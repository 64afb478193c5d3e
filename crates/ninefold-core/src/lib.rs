//! Core data structures for the ninefold puzzle solver.
//!
//! This crate provides the domain types shared by the solver and the
//! interactive shell:
//!
//! - [`Digit`]: type-safe representation of the digits 1-9
//! - [`Position`]: board position as an (x, y) coordinate pair
//! - [`House`]: a row, column, or 3×3 box of the board
//! - [`DigitGrid`]: the 9×9 grid of placed digits
//!
//! The grid deliberately stays dumb: it stores digits, converts to and from
//! textual and integer representations, and answers simple occupancy queries.
//! All rule knowledge (what makes a placement legal) lives in the solver
//! crate.
//!
//! # Examples
//!
//! ```
//! use ninefold_core::{Digit, DigitGrid, Position};
//!
//! let mut grid = DigitGrid::new();
//! grid[Position::new(0, 0)] = Some(Digit::D5);
//!
//! assert_eq!(grid[Position::new(0, 0)], Some(Digit::D5));
//! assert_eq!(grid.first_empty(), Some(Position::new(1, 0)));
//! ```

pub mod digit;
pub mod digit_grid;
pub mod house;
pub mod position;

// Re-export commonly used types
pub use self::{
    digit::Digit,
    digit_grid::{DigitGrid, ParseGridError},
    house::House,
    position::Position,
};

::::

» **ABOUT THIS TASK**: Go through the records above and copy each one exactly.

» **TASK RESPONSE**:
repository 64afb478193c5d3e
filename crates/ninefold-core/src/lib.rs
//! Core data structures for the ninefold puzzle solver.
//!
//! This crate provides the domain types shared by the solver and the
//! interactive shell:
//!
//! - [`Digit`]: type-safe representation of the digits 1-9
//! - [`Position`]: board position as an (x, y) coordinate pair
//! - [`House`]: a row, column, or 3×3 box of the board
//! - [`DigitGrid`]: the 9×9 grid of placed digits
//!
//! The grid deliberately stays dumb: it stores digits, converts to and from
//! textual and integer representations, and answers simple occupancy queries.
//! All rule knowledge (what makes a placement legal) lives in the solver
//! crate.
//!
//! # Examples
//!
//! ```
//! use ninefold_core::{Digit, DigitGrid, Position};
//!
//! let mut grid = DigitGrid::new();
//! grid[Position::new(0, 0)] = Some(Digit::D5);
//!
//! assert_eq!(grid[Position::new(0, 0)], Some(Digit::D5));
//! assert_eq!(grid.first_empty(), Some(Position::new(1, 0)));
//! ```

pub mod digit;
pub mod digit_grid;
pub mod house;
pub mod position;

// Re-export commonly used types
pub use self::{
    digit::Digit,
    digit_grid::{DigitGrid, ParseGridError},
    house::House,
    position::Position,
};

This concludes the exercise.